New automated system for optimising recombinant protein expression is successfully installed in three major pharmaceutical companies
The Automation Partnership (TAP) reports that its Piccolo automated system for rapid optimisation and expression of recombinant proteins in microbial or insect cells, has been sited at three major pharma companies.
The first Piccolo was installed at GlaxoSmithKline (GSK) in Harlow, UK and completed factory and site acceptance tests.
Scientists at GSK have been successful in using the system for high throughput parallel expression, to rapidly identify and optimise expression variables and identify clones to help provide more proteins for the discovery process.
The other Piccolo systems are installed at two major pharma sites in the USA.
The three Piccolo systems installed consist of culture set-up, incubation, lysis and purification modules executing processes configured to suit each pharma company's protein expression requirements.
The systems can independently vary and control a variety of protein culture conditions including pre-induction and expression incubation temperature, inducer and induction OD, media and expression time so can process over 20 times more optimisation experiments, per day than a typical laboratory.
This allows scientists using a Piccolo to increase productivity by defining in days instead of months, the best construct and host strain, as well as reproducibly identifying and recreating optimal culture conditions for each protein.

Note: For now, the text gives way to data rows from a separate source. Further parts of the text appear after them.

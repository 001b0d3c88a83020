//! Accept loop for control protocol clients.
//!
//! Binds a Unix-domain socket (the default) or a TCP socket and spawns
//! one server connection thread per accepted client. The accept poll uses
//! a short timeout so the shutdown flag is observed promptly; the socket
//! path is unlinked on teardown.

use std::net::TcpListener;
use std::os::fd::AsFd;
use std::os::unix::net::UnixListener;
use std::path::PathBuf;
use std::sync::Arc;
use std::sync::atomic::{AtomicBool, AtomicU64, Ordering};

use tracing::{debug, error, info};

use crate::connection::{self, ConnectionCore, Socket, wait_readable};
use crate::dispatch::ServerDispatch;
use crate::error::{ConnectionError, Result};
use crate::logic::LogicLoop;
use crate::registry::{ThreadRegistry, WorkerKind};

/// Default Unix-domain socket path.
pub const DEFAULT_SOCKET_PATH: &str = "/tmp/bbb_hvac";

/// Default TCP listen interface.
pub const DEFAULT_TCP_INTERFACE: &str = "127.0.0.1";

/// Default TCP port.
pub const DEFAULT_TCP_PORT: u16 = 6666;

/// Accept poll window in milliseconds.
const ACCEPT_POLL_MS: u16 = 100;

/// Where the listener binds.
#[derive(Debug, Clone, PartialEq, Eq)]
pub enum ListenAddr {
    /// Unix-domain socket at the given path.
    Unix(PathBuf),
    /// TCP socket on interface:port.
    Tcp(String, u16),
}

impl std::fmt::Display for ListenAddr {
    fn fmt(&self, f: &mut std::fmt::Formatter<'_>) -> std::fmt::Result {
        match self {
            Self::Unix(path) => write!(f, "unix:{}", path.display()),
            Self::Tcp(host, port) => write!(f, "tcp:{host}:{port}"),
        }
    }
}

enum BoundListener {
    Unix(UnixListener, PathBuf),
    Tcp(TcpListener),
}

impl BoundListener {
    fn accept(&self) -> std::io::Result<Socket> {
        match self {
            Self::Unix(listener, _) => listener.accept().map(|(s, _)| {
                let _ = s.set_nonblocking(true);
                Socket::Unix(s)
            }),
            Self::Tcp(listener) => listener.accept().map(|(s, _)| {
                let _ = s.set_nonblocking(true);
                Socket::Tcp(s)
            }),
        }
    }

    fn as_fd(&self) -> std::os::fd::BorrowedFd<'_> {
        match self {
            Self::Unix(listener, _) => listener.as_fd(),
            Self::Tcp(listener) => listener.as_fd(),
        }
    }
}

impl Drop for BoundListener {
    fn drop(&mut self) {
        if let Self::Unix(_, path) = self {
            let _ = std::fs::remove_file(path);
        }
    }
}

/// Binds the requested address and starts the accept loop thread.
///
/// # Errors
///
/// Bind failures and registry refusal surface here; the caller treats
/// them as fatal configuration errors.
pub fn start(
    registry: Arc<ThreadRegistry>,
    logic: Arc<LogicLoop>,
    addr: ListenAddr,
) -> Result<()> {
    let bound = match &addr {
        ListenAddr::Unix(path) => {
            let listener = UnixListener::bind(path).map_err(|e| ConnectionError::Setup {
                operation: "bind unix socket",
                source: e,
            })?;
            let _ = listener.set_nonblocking(true);
            BoundListener::Unix(listener, path.clone())
        }
        ListenAddr::Tcp(host, port) => {
            let listener =
                TcpListener::bind((host.as_str(), *port)).map_err(|e| ConnectionError::Setup {
                    operation: "bind tcp socket",
                    source: e,
                })?;
            let _ = listener.set_nonblocking(true);
            BoundListener::Tcp(listener)
        }
    };

    info!(addr = %addr, "listening for control connections");

    let stop = Arc::new(AtomicBool::new(false));
    let accept_registry = Arc::clone(&registry);

    registry.launch("SHIM_LISTENER", WorkerKind::Listener, stop, move |stop| {
        accept_loop(&bound, &accept_registry, &logic, &stop);
    })?;

    Ok(())
}

fn accept_loop(
    bound: &BoundListener,
    registry: &Arc<ThreadRegistry>,
    logic: &Arc<LogicLoop>,
    stop: &AtomicBool,
) {
    static CLIENT_SEQ: AtomicU64 = AtomicU64::new(0);

    while !stop.load(Ordering::SeqCst) {
        match wait_readable(bound.as_fd(), ACCEPT_POLL_MS) {
            Ok(false) => continue,
            Ok(true) => {}
            Err(e) => {
                error!("listener poll failed: {e}");
                break;
            }
        }

        let socket = match bound.accept() {
            Ok(socket) => socket,
            Err(e) if e.kind() == std::io::ErrorKind::WouldBlock => continue,
            Err(e) => {
                error!("accept() failed: {e}");
                break;
            }
        };

        let seq = CLIENT_SEQ.fetch_add(1, Ordering::Relaxed);
        let tag = format!("CLIENT[{seq}]");
        debug!(conn = %tag, "accepted control connection");

        let core = ConnectionCore::new(tag.clone(), socket);
        let mut dispatcher = ServerDispatch::new(Arc::clone(registry), Arc::clone(logic));
        let conn_stop = Arc::new(AtomicBool::new(false));

        let launched = registry.launch(&tag, WorkerKind::Connection, conn_stop, move |stop| {
            connection::serve(core, &mut dispatcher, &stop);
        });

        if let Err(e) = launched {
            error!(conn = %tag, "failed to spawn connection thread: {e}");
        }
    }

    debug!("listener loop ending");
}

#[cfg(test)]
mod tests {
    use super::*;
    use crate::config::ConfigStore;
    use crate::message::{Message, MessageType};
    use std::io::{BufRead, BufReader, Write};
    use std::os::unix::net::UnixStream;
    use std::time::Duration;

    fn logic_fixture(dir: &tempfile::TempDir, registry: &Arc<ThreadRegistry>) -> Arc<LogicLoop> {
        let path = dir.path().join("configuration.cfg");
        std::fs::write(&path, "SP\tSPACE TEMP\t70.0\n").unwrap();
        LogicLoop::new(ConfigStore::load(&path).unwrap(), Arc::clone(registry))
    }

    #[test]
    fn test_hello_ping_pong_over_unix_socket() {
        let dir = tempfile::tempdir().unwrap();
        let socket_path = dir.path().join("control.sock");

        let registry = Arc::new(ThreadRegistry::new());
        let logic = logic_fixture(&dir, &registry);

        start(
            Arc::clone(&registry),
            logic,
            ListenAddr::Unix(socket_path.clone()),
        )
        .unwrap();

        // Connect and run the scenario-1 handshake.
        let stream = UnixStream::connect(&socket_path).unwrap();
        stream
            .set_read_timeout(Some(Duration::from_secs(2)))
            .unwrap();
        let mut writer = stream.try_clone().unwrap();
        let mut reader = BufReader::new(stream);

        // Server leads with HELLO.
        let mut line = String::new();
        reader.read_line(&mut line).unwrap();
        let hello = Message::parse(&line).unwrap();
        assert_eq!(hello.mtype(), MessageType::Hello);
        assert_eq!(hello.part(0).unwrap(), "VERSION");

        // Reply HELLO, then PING; expect PONG within the keepalive budget.
        writer
            .write_all(Message::hello().to_frame().as_bytes())
            .unwrap();
        writer
            .write_all(Message::ping().to_frame().as_bytes())
            .unwrap();

        line.clear();
        reader.read_line(&mut line).unwrap();
        let pong = Message::parse(&line).unwrap();
        assert_eq!(pong.mtype(), MessageType::Pong);

        registry.stop_all();
        assert!(!socket_path.exists());
    }

    #[test]
    fn test_listener_survives_client_drop() {
        let dir = tempfile::tempdir().unwrap();
        let socket_path = dir.path().join("control.sock");

        let registry = Arc::new(ThreadRegistry::new());
        let logic = logic_fixture(&dir, &registry);
        start(
            Arc::clone(&registry),
            logic,
            ListenAddr::Unix(socket_path.clone()),
        )
        .unwrap();

        // A client that connects and immediately vanishes.
        drop(UnixStream::connect(&socket_path).unwrap());

        // The listener keeps accepting.
        std::thread::sleep(Duration::from_millis(200));
        let probe = UnixStream::connect(&socket_path);
        assert!(probe.is_ok());

        registry.stop_all();
    }
}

Richard Wales, of the business development group at TAP, states: "We are delighted to have Piccolo in three major pharmas because it confirms we can deliver on our challenging vision of manufacturing a robust, walk away system for optimising protein expression.
"The Piccolo, which we developed from scratch, including inventing a new culture aeration mechanism, will I believe become a benchmark for pharmas looking to accelerate protein expression and because we now have systems in companies which will embrace this incredible technology, we could soon see Piccolo helping to make a significant impact in many areas of drug discovery."